Critique : Hors-la-loi

Sandy Gillet | 22 mai 2010
Sandy Gillet | 22 mai 2010

Polémique ? Quelle polémique ? Si Hors-la loi a bien suscité pareille réaction avant son passage à Cannes, pas sûr que celle-ci survive à sa première projection tant le dernier film de Rachid Bouchareb est tout juste apte à être diffusé en première partie de soirée sur une chaîne sarkozienne. Et donc si polémique il devait y avoir, c'est de se demander ce qu'une telle « œuvre » faisait au sein de la sélection officielle du plus prestigieux des festivals de cinéma si ce n'est dans le souci de lui donner un versant politique et militant à tout prix.

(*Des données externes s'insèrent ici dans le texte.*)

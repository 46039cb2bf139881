pub mod accounts;
pub mod instruction;

pub use instruction::{
    decode, encode, DecodeError, DepositInstruction, VaultInstruction, WithdrawInstruction,
    INSTRUCTION_LEN,
};
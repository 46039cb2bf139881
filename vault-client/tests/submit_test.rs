use std::{collections::VecDeque, fs, path::PathBuf, sync::Mutex, time::Duration};

use anyhow::{anyhow, Result};
use solana_sdk::{
    hash::Hash,
    pubkey::Pubkey,
    signature::{write_keypair_file, Keypair, Signature, Signer},
    system_program,
    transaction::Transaction,
};
use vault_client::submit::{
    submit_withdraw, wait_for_confirmation, FileKeySource, KeySource, Outcome, Submitter,
    Timeouts, WithdrawRequest,
};
use vault_instruction::{accounts::vault_address, encode};

struct StaticKey(Keypair);

impl KeySource for StaticKey {
    fn load(&self) -> Result<Keypair> {
        Ok(self.0.insecure_clone())
    }
}

struct MissingKey;

impl KeySource for MissingKey {
    fn load(&self) -> Result<Keypair> {
        Err(anyhow!("no key"))
    }
}

/// Replays a fixed sequence of status lookups; an exhausted queue means "pending".
#[derive(Default)]
struct MockSubmitter {
    sent: Mutex<Vec<Transaction>>,
    statuses: Mutex<VecDeque<Result<Option<Outcome>>>>,
    lookups: Mutex<usize>,
}

impl MockSubmitter {
    fn with_statuses(statuses: Vec<Result<Option<Outcome>>>) -> Self {
        Self {
            statuses: Mutex::new(statuses.into()),
            ..Default::default()
        }
    }
}

impl Submitter for MockSubmitter {
    async fn latest_blockhash(&self) -> Result<Hash> {
        Ok(Hash::new_unique())
    }

    async fn send(&self, tx: &Transaction) -> Result<Signature> {
        self.sent.lock().unwrap().push(tx.clone());
        Ok(tx.signatures[0])
    }

    async fn signature_status(&self, _signature: &Signature) -> Result<Option<Outcome>> {
        *self.lookups.lock().unwrap() += 1;
        self.statuses.lock().unwrap().pop_front().unwrap_or(Ok(None))
    }
}

fn fast_timeouts() -> Timeouts {
    Timeouts {
        confirm: Duration::from_millis(50),
        poll_interval: Duration::from_millis(1),
    }
}

#[tokio::test]
async fn test_withdraw_sends_encoded_payload() {
    let owner = Keypair::new();
    let program_id = Pubkey::new_unique();
    let submitter = MockSubmitter::with_statuses(vec![Ok(None), Ok(Some(Outcome::Confirmed))]);
    let request = WithdrawRequest {
        program_id,
        vault: None,
        amount: 100_000,
    };

    let receipt = submit_withdraw(&StaticKey(owner.insecure_clone()), &submitter, &request, fast_timeouts())
        .await
        .unwrap();

    let (expected_vault, _) = vault_address(&owner.pubkey(), &program_id);
    assert_eq!(receipt.owner, owner.pubkey());
    assert_eq!(receipt.vault, expected_vault);
    assert_eq!(receipt.confirmation.outcome, Outcome::Confirmed);

    let sent = submitter.sent.lock().unwrap();
    assert_eq!(sent.len(), 1);
    let tx = &sent[0];
    assert_eq!(receipt.signature, tx.signatures[0]);
    assert!(tx.verify().is_ok());

    let message = &tx.message;
    assert_eq!(message.instructions.len(), 1);
    let ix = &message.instructions[0];
    assert_eq!(ix.data, encode(100_000).to_vec());
    assert_eq!(message.account_keys[ix.program_id_index as usize], program_id);

    let keys: Vec<Pubkey> = ix
        .accounts
        .iter()
        .map(|&index| message.account_keys[index as usize])
        .collect();
    assert_eq!(keys, vec![owner.pubkey(), expected_vault, system_program::ID]);
}

#[tokio::test]
async fn test_withdraw_uses_vault_override() {
    let vault = Pubkey::new_unique();
    let submitter = MockSubmitter::with_statuses(vec![Ok(Some(Outcome::Confirmed))]);
    let request = WithdrawRequest {
        program_id: Pubkey::new_unique(),
        vault: Some(vault),
        amount: 1,
    };

    let receipt = submit_withdraw(&StaticKey(Keypair::new()), &submitter, &request, fast_timeouts())
        .await
        .unwrap();
    assert_eq!(receipt.vault, vault);
}

#[tokio::test]
async fn test_withdraw_reports_failed_transaction() {
    let submitter = MockSubmitter::with_statuses(vec![Ok(Some(Outcome::Failed(
        "custom program error: 0x1".to_string(),
    )))]);
    let request = WithdrawRequest {
        program_id: Pubkey::new_unique(),
        vault: None,
        amount: 5,
    };

    let receipt = submit_withdraw(&StaticKey(Keypair::new()), &submitter, &request, fast_timeouts())
        .await
        .unwrap();
    assert!(matches!(receipt.confirmation.outcome, Outcome::Failed(ref err) if err.contains("0x1")));
}

#[tokio::test]
async fn test_key_error_stops_before_sending() {
    let submitter = MockSubmitter::default();
    let request = WithdrawRequest {
        program_id: Pubkey::new_unique(),
        vault: None,
        amount: 5,
    };

    let result = submit_withdraw(&MissingKey, &submitter, &request, fast_timeouts()).await;
    assert!(result.is_err());
    assert!(submitter.sent.lock().unwrap().is_empty());
}

#[tokio::test]
async fn test_confirmation_times_out() {
    let submitter = MockSubmitter::default();
    let confirmation =
        wait_for_confirmation(&submitter, &Signature::default(), fast_timeouts()).await;

    assert_eq!(confirmation.outcome, Outcome::TimedOut);
    assert!(confirmation.elapsed >= Duration::from_millis(50));
    assert!(*submitter.lookups.lock().unwrap() > 1);
}

#[tokio::test]
async fn test_confirmation_survives_lookup_errors() {
    let submitter = MockSubmitter::with_statuses(vec![
        Err(anyhow!("connection reset")),
        Ok(None),
        Ok(Some(Outcome::Confirmed)),
    ]);
    let confirmation =
        wait_for_confirmation(&submitter, &Signature::default(), fast_timeouts()).await;

    assert_eq!(confirmation.outcome, Outcome::Confirmed);
    assert_eq!(*submitter.lookups.lock().unwrap(), 3);
}

fn temp_key_path(name: &str) -> PathBuf {
    std::env::temp_dir().join(format!("vault-client-{}-{name}.json", std::process::id()))
}

#[test]
fn test_file_key_source_reads_json_keypair() {
    let owner = Keypair::new();
    let path = temp_key_path("owner");
    write_keypair_file(&owner, &path).unwrap();

    let loaded = FileKeySource::new(&path).load().unwrap();
    assert_eq!(loaded.pubkey(), owner.pubkey());

    fs::remove_file(path).ok();
}

#[test]
fn test_file_key_source_errors_name_the_path() {
    let missing = temp_key_path("missing");
    fs::remove_file(&missing).ok();
    let err = FileKeySource::new(&missing).load().unwrap_err();
    assert!(err.to_string().contains(&missing.display().to_string()));

    let garbage = temp_key_path("garbage");
    fs::write(&garbage, "not a keypair").unwrap();
    let err = FileKeySource::new(&garbage).load().unwrap_err();
    assert!(err.to_string().contains(&garbage.display().to_string()));

    fs::remove_file(garbage).ok();
}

Le problème est qu'avant de vouloir se targuer de montrer des films engagés, encore faut-il que ceux-ci produisent du cinéma... Ce que Hors-la loi peine à faire, englué dans une forme de récit qui se veut épique mais qui n'est au final que verbeuse et porteuse d'aucun message. Ça c'est pour la partie historique qui n'est au demeurant qu'un prétexte au réalisateur pour conter une histoire qui aurait pu s'appeler « Il était une fois en Algérie » via le destin de trois frères entre 1945 et l'indépendance de l'Algérie en 1962.

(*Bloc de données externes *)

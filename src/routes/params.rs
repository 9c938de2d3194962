use rust_decimal::Decimal;
use serde::Deserialize;
use utoipa::{IntoParams, ToSchema};

use crate::entity::sea_orm_active_enums::OrderStatus;

pub const MAX_PER_PAGE: i64 = 100;
pub const DEFAULT_PER_PAGE: i64 = 20;
pub const DEFAULT_PRODUCT_PER_PAGE: i64 = 12;

#[derive(Debug, Default, Deserialize, IntoParams)]
#[into_params(parameter_in = Query)]
pub struct Pagination {
    pub page: Option<i64>,
    pub per_page: Option<i64>,
}

impl Pagination {
    /// `(page, per_page, offset)` with the default page size.
    pub fn normalize(&self) -> (i64, i64, i64) {
        normalize_page(self.page, self.per_page, DEFAULT_PER_PAGE)
    }
}

/// Page numbers start at 1; page size is clamped to `1..=MAX_PER_PAGE`.
pub fn normalize_page(page: Option<i64>, per_page: Option<i64>, default: i64) -> (i64, i64, i64) {
    let page = page.unwrap_or(1).max(1);
    let per_page = per_page.unwrap_or(default).clamp(1, MAX_PER_PAGE);
    let offset = (page - 1).saturating_mul(per_page);
    (page, per_page, offset)
}

#[derive(Debug, Clone, Copy, Deserialize, ToSchema)]
#[serde(rename_all = "snake_case")]
pub enum SortOrder {
    Asc,
    Desc,
}

#[derive(Debug, Clone, Copy, Deserialize, ToSchema)]
#[serde(rename_all = "snake_case")]
pub enum ProductSortBy {
    CreatedAt,
    Price,
    Name,
}

// page/per_page are inlined: serde(flatten) loses number parsing for query strings.
#[derive(Debug, Default, Deserialize, IntoParams)]
#[into_params(parameter_in = Query)]
pub struct ProductQuery {
    pub page: Option<i64>,
    pub per_page: Option<i64>,
    /// Case-insensitive match on name or description.
    pub q: Option<String>,
    /// Category slug.
    pub category: Option<String>,
    pub brand: Option<uuid::Uuid>,
    #[param(value_type = Option<String>)]
    pub min_price: Option<Decimal>,
    #[param(value_type = Option<String>)]
    pub max_price: Option<Decimal>,
    pub featured: Option<bool>,
    #[param(value_type = Option<String>)]
    pub sort_by: Option<ProductSortBy>,
    #[param(value_type = Option<String>)]
    pub sort_order: Option<SortOrder>,
}

impl ProductQuery {
    pub fn normalize(&self) -> (i64, i64, i64) {
        normalize_page(self.page, self.per_page, DEFAULT_PRODUCT_PER_PAGE)
    }
}

#[derive(Debug, Default, Deserialize, IntoParams)]
#[into_params(parameter_in = Query)]
pub struct OrderListQuery {
    pub page: Option<i64>,
    pub per_page: Option<i64>,
    #[param(value_type = Option<String>)]
    pub status: Option<OrderStatus>,
    #[param(value_type = Option<String>)]
    pub sort_order: Option<SortOrder>,
}

impl OrderListQuery {
    pub fn normalize(&self) -> (i64, i64, i64) {
        normalize_page(self.page, self.per_page, DEFAULT_PER_PAGE)
    }
}

#[derive(Debug, Default, Deserialize, IntoParams)]
#[into_params(parameter_in = Query)]
pub struct LowStockQuery {
    /// Products with stock at or below this value. Defaults to 5.
    pub threshold: Option<i32>,
    pub page: Option<i64>,
    pub per_page: Option<i64>,
}

#[cfg(test)]
mod tests {
    use super::{DEFAULT_PRODUCT_PER_PAGE, Pagination, ProductQuery, normalize_page};

    #[test]
    fn page_zero_and_huge_sizes_are_clamped() {
        assert_eq!(normalize_page(Some(0), Some(500), 20), (1, 100, 0));
        assert_eq!(normalize_page(Some(3), Some(0), 20), (3, 1, 2));
        assert_eq!(Pagination::default().normalize(), (1, 20, 0));
    }

    #[test]
    fn product_listing_defaults_to_twelve() {
        let query = ProductQuery {
            page: Some(2),
            ..Default::default()
        };
        assert_eq!(
            query.normalize(),
            (2, DEFAULT_PRODUCT_PER_PAGE, DEFAULT_PRODUCT_PER_PAGE)
        );
    }
}
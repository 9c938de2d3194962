use axum::{Json, extract::State};

use crate::{
    dto::products::{BrandList, CategoryList},
    error::AppResult,
    response::ApiResponse,
    services::catalog_service,
    state::AppState,
};

#[utoipa::path(
    get,
    path = "/api/categories",
    responses((status = 200, description = "Active categories", body = ApiResponse<CategoryList>)),
    tag = "Products"
)]
pub async fn list_categories(
    State(state): State<AppState>,
) -> AppResult<Json<ApiResponse<CategoryList>>> {
    Ok(Json(catalog_service::list_categories(&state).await?))
}

#[utoipa::path(
    get,
    path = "/api/brands",
    responses((status = 200, description = "Active brands", body = ApiResponse<BrandList>)),
    tag = "Products"
)]
pub async fn list_brands(State(state): State<AppState>) -> AppResult<Json<ApiResponse<BrandList>>> {
    Ok(Json(catalog_service::list_brands(&state).await?))
}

Ce versant est d'ailleurs ce qui est le plus intéressant car maniant avec assez de justesse les évolutions de chacun face à la grande cause, face à leur conviction profonde par rapport aux liens du sang. En cela Rachid Bouchareb est de surcroît convaincant puisque via ce prisme de l'intime, il renvoie dos à dos la doctrine de l'insurrection aveugle et celle de sa répression tout aussi sauvage. Mais dès lors que l'on quitte ce cocon, on retombe très vite dans un montage sans aspérités, tout juste bon à enfiler les scènes sans génie et les prestations d'acteurs toujours un poil « over the top ».

Reste la fameuse scène d'ouverture du massacre de Sétif qui a fait tant couler d'encre alors même que personne n'avait encore vu le film. Épisode ô combien et encore malheureusement tabou de notre Histoire, elle se révèle être efficace cinématographiquement parlant (la seule avec peut-être la fusillade finale). Après, à savoir si c'est ainsi que les choses se sont passées... tout porte à croire que oui même si beaucoup de zones d'ombre subsistent à commencer par le nombre exact de morts de part et d'autre.  

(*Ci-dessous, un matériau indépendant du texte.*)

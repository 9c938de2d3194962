use sea_orm::entity::prelude::*;

#[derive(Clone, Debug, PartialEq, DeriveEntityModel)]
#[sea_orm(table_name = "products")]
pub struct Model {
    #[sea_orm(primary_key, auto_increment = false)]
    pub id: Uuid,
    pub name: String,
    #[sea_orm(unique)]
    pub slug: String,
    pub description: Option<String>,
    #[sea_orm(column_type = "Decimal(Some((10, 2)))")]
    pub price: Decimal,
    #[sea_orm(column_type = "Decimal(Some((10, 2)))", nullable)]
    pub compare_price: Option<Decimal>,
    pub sku: Option<String>,
    pub stock: i32,
    #[sea_orm(column_type = "JsonBinary")]
    pub images: Json,
    pub is_active: bool,
    pub is_featured: bool,
    pub category_id: Option<Uuid>,
    pub brand_id: Option<Uuid>,
    pub created_at: DateTimeWithTimeZone,
    pub updated_at: DateTimeWithTimeZone,
}

#[derive(Copy, Clone, Debug, EnumIter, DeriveRelation)]
pub enum Relation {
    #[sea_orm(
        belongs_to = "super::categories::Entity",
        from = "Column::CategoryId",
        to = "super::categories::Column::Id"
    )]
    Categories,
    #[sea_orm(
        belongs_to = "super::brands::Entity",
        from = "Column::BrandId",
        to = "super::brands::Column::Id"
    )]
    Brands,
    #[sea_orm(has_many = "super::cart_items::Entity")]
    CartItems,
    #[sea_orm(has_many = "super::order_items::Entity")]
    OrderItems,
    #[sea_orm(has_many = "super::reviews::Entity")]
    Reviews,
    #[sea_orm(has_many = "super::wishlist_items::Entity")]
    WishlistItems,
}

impl Related<super::categories::Entity> for Entity {
    fn to() -> RelationDef {
        Relation::Categories.def()
    }
}

impl Related<super::brands::Entity> for Entity {
    fn to() -> RelationDef {
        Relation::Brands.def()
    }
}

impl Related<super::cart_items::Entity> for Entity {
    fn to() -> RelationDef {
        Relation::CartItems.def()
    }
}

impl Related<super::order_items::Entity> for Entity {
    fn to() -> RelationDef {
        Relation::OrderItems.def()
    }
}

impl Related<super::reviews::Entity> for Entity {
    fn to() -> RelationDef {
        Relation::Reviews.def()
    }
}

impl Related<super::wishlist_items::Entity> for Entity {
    fn to() -> RelationDef {
        Relation::WishlistItems.def()
    }
}

impl ActiveModelBehavior for ActiveModel {}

De fait si les intentions sont louables (utiliser la grande histoire pour magnifier une saga familiale), la greffe ne prend pas. La faute à une volonté de trop bien faire qui aseptise le propos et la démonstration attendue. Finalement, on aurait tellement plus aimé voir un vrai film militant avec ses partis pris forcément partiaux et de mauvaise foi... Au moins cela aurait suscité un vrai débat, fait bouger les lignes et les hommes et susciter la vocation chez certains en proposant à leur tour leur lecture de l'Histoire. Celle de Hors-la loi sent ainsi la naphtaline à l'instar de La rafle sorti plus tôt cette année démontrant encore une fois malheureusement que notre cinéma n'est toujours pas prêt à prendre à bras le corps les enjeux de notre société quand il s'agit de l'exprimer par le biais d'un passé tabou ou tout juste dérangeant.